Stored data:
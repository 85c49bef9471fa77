//! Detection collaborator.
//!
//! The triage core never runs a model itself. A [`Detector`] is injected
//! into the service and asked for raw detections on the normalized image.

use std::path::Path;

use anyhow::{Context, Result};
use serde::Deserialize;
use tracing::{debug, info};

use crate::error::TriageError;
use crate::imaging::NormalizedImage;
use crate::rules::RuleTable;
use crate::triage::{BoundingBox, RawDetection};

/// Default confidence passed to detectors; lower scores are not returned.
pub const DEFAULT_MIN_CONFIDENCE: f64 = 0.40;

/// Produces raw detections for one normalized image.
pub trait Detector: Send + Sync {
    fn detect(&self, image: &NormalizedImage) -> Result<Vec<RawDetection>, TriageError>;
}

/// One detection record as emitted by the detection model.
///
/// Either `label` or `class_id` must be present; a label always wins.
#[derive(Debug, Clone, Deserialize)]
struct DetectionRecord {
    #[serde(default)]
    label: Option<String>,
    #[serde(default)]
    class_id: Option<u32>,
    #[serde(alias = "confidence")]
    conf: f64,
    bbox: BoundingBox,
}

/// Detector that replays a fixed list of detections, e.g. model output
/// captured to JSON.
#[derive(Debug, Clone, Default)]
pub struct PrecomputedDetections {
    detections: Vec<RawDetection>,
    min_confidence: f64,
}

impl PrecomputedDetections {
    pub fn new(detections: Vec<RawDetection>) -> Self {
        Self {
            detections,
            min_confidence: 0.0,
        }
    }

    /// Drop detections scoring below `min_confidence` when replayed.
    pub fn with_min_confidence(mut self, min_confidence: f64) -> Self {
        self.min_confidence = min_confidence;
        self
    }

    /// Parse a JSON array of detection records, resolving missing labels
    /// from `class_id` through `rules`.
    pub fn from_json(json: &str, rules: &RuleTable) -> Result<Self, TriageError> {
        let records: Vec<DetectionRecord> = serde_json::from_str(json)?;

        let detections = records
            .into_iter()
            .enumerate()
            .map(|(i, record)| {
                let label = match (record.label, record.class_id) {
                    (Some(label), _) => label,
                    (None, Some(class_id)) => rules.label_for_class(class_id),
                    (None, None) => {
                        return Err(TriageError::Detector(format!(
                            "Detection {} has neither label nor class_id",
                            i
                        )))
                    }
                };
                Ok(RawDetection::new(label, record.conf, record.bbox))
            })
            .collect::<Result<Vec<_>, _>>()?;

        Ok(Self::new(detections))
    }

    /// Load detections from a JSON file.
    pub fn load(path: &Path, rules: &RuleTable) -> Result<Self> {
        let content = std::fs::read_to_string(path)
            .with_context(|| format!("Failed to read detections file: {}", path.display()))?;
        let detector = Self::from_json(&content, rules)
            .with_context(|| format!("Failed to parse detections file: {}", path.display()))?;

        info!("Loaded {} detections from {}", detector.detections.len(), path.display());
        Ok(detector)
    }

    pub fn len(&self) -> usize {
        self.detections.len()
    }

    pub fn is_empty(&self) -> bool {
        self.detections.is_empty()
    }
}

impl Detector for PrecomputedDetections {
    fn detect(&self, image: &NormalizedImage) -> Result<Vec<RawDetection>, TriageError> {
        let detections: Vec<RawDetection> = self
            .detections
            .iter()
            .filter(|d| d.confidence >= self.min_confidence)
            .cloned()
            .collect();

        debug!(
            "Replaying {} detections for {}x{} image",
            detections.len(),
            image.width(),
            image.height()
        );
        Ok(detections)
    }
}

YOUR INSTRUCTIONS:
Copy out the data in full, exactly.

PROBLEM SOLUTION:
repository 85c49bef9471fa77
//! Detection collaborator.
//!
//! The triage core never runs a model itself. A [`Detector`] is injected
//! into the service and asked for raw detections on the normalized image.

use std::path::Path;

use anyhow::{Context, Result};
use serde::Deserialize;
use tracing::{debug, info};

use crate::error::TriageError;
use crate::imaging::NormalizedImage;
use crate::rules::RuleTable;
use crate::triage::{BoundingBox, RawDetection};

/// Default confidence passed to detectors; lower scores are not returned.
pub const DEFAULT_MIN_CONFIDENCE: f64 = 0.40;

/// Produces raw detections for one normalized image.
pub trait Detector: Send + Sync {
    fn detect(&self, image: &NormalizedImage) -> Result<Vec<RawDetection>, TriageError>;
}

/// One detection record as emitted by the detection model.
///
/// Either `label` or `class_id` must be present; a label always wins.
#[derive(Debug, Clone, Deserialize)]
struct DetectionRecord {
    #[serde(default)]
    label: Option<String>,
    #[serde(default)]
    class_id: Option<u32>,
    #[serde(alias = "confidence")]
    conf: f64,
    bbox: BoundingBox,
}

/// Detector that replays a fixed list of detections, e.g. model output
/// captured to JSON.
#[derive(Debug, Clone, Default)]
pub struct PrecomputedDetections {
    detections: Vec<RawDetection>,
    min_confidence: f64,
}

impl PrecomputedDetections {
    pub fn new(detections: Vec<RawDetection>) -> Self {
        Self {
            detections,
            min_confidence: 0.0,
        }
    }

    /// Drop detections scoring below `min_confidence` when replayed.
    pub fn with_min_confidence(mut self, min_confidence: f64) -> Self {
        self.min_confidence = min_confidence;
        self
    }

    /// Parse a JSON array of detection records, resolving missing labels
    /// from `class_id` through `rules`.
    pub fn from_json(json: &str, rules: &RuleTable) -> Result<Self, TriageError> {
        let records: Vec<DetectionRecord> = serde_json::from_str(json)?;

        let detections = records
            .into_iter()
            .enumerate()
            .map(|(i, record)| {
                let label = match (record.label, record.class_id) {
                    (Some(label), _) => label,
                    (None, Some(class_id)) => rules.label_for_class(class_id),
                    (None, None) => {
                        return Err(TriageError::Detector(format!(
                            "Detection {} has neither label nor class_id",
                            i
                        )))
                    }
                };
                Ok(RawDetection::new(label, record.conf, record.bbox))
            })
            .collect::<Result<Vec<_>, _>>()?;

        Ok(Self::new(detections))
    }

    /// Load detections from a JSON file.
    pub fn load(path: &Path, rules: &RuleTable) -> Result<Self> {
        let content = std::fs::read_to_string(path)
            .with_context(|| format!("Failed to read detections file: {}", path.display()))?;
        let detector = Self::from_json(&content, rules)
            .with_context(|| format!("Failed to parse detections file: {}", path.display()))?;

        info!("Loaded {} detections from {}", detector.detections.len(), path.display());
        Ok(detector)
    }

    pub fn len(&self) -> usize {
        self.detections.len()
    }

    pub fn is_empty(&self) -> bool {
        self.detections.is_empty()
    }
}

impl Detector for PrecomputedDetections {
    fn detect(&self, image: &NormalizedImage) -> Result<Vec<RawDetection>, TriageError> {
        let detections: Vec<RawDetection> = self
            .detections
            .iter()
            .filter(|d| d.confidence >= self.min_confidence)
            .cloned()
            .collect();

        debug!(
            "Replaying {} detections for {}x{} image",
            detections.len(),
            image.width(),
            image.height()
        );
        Ok(detections)
    }
}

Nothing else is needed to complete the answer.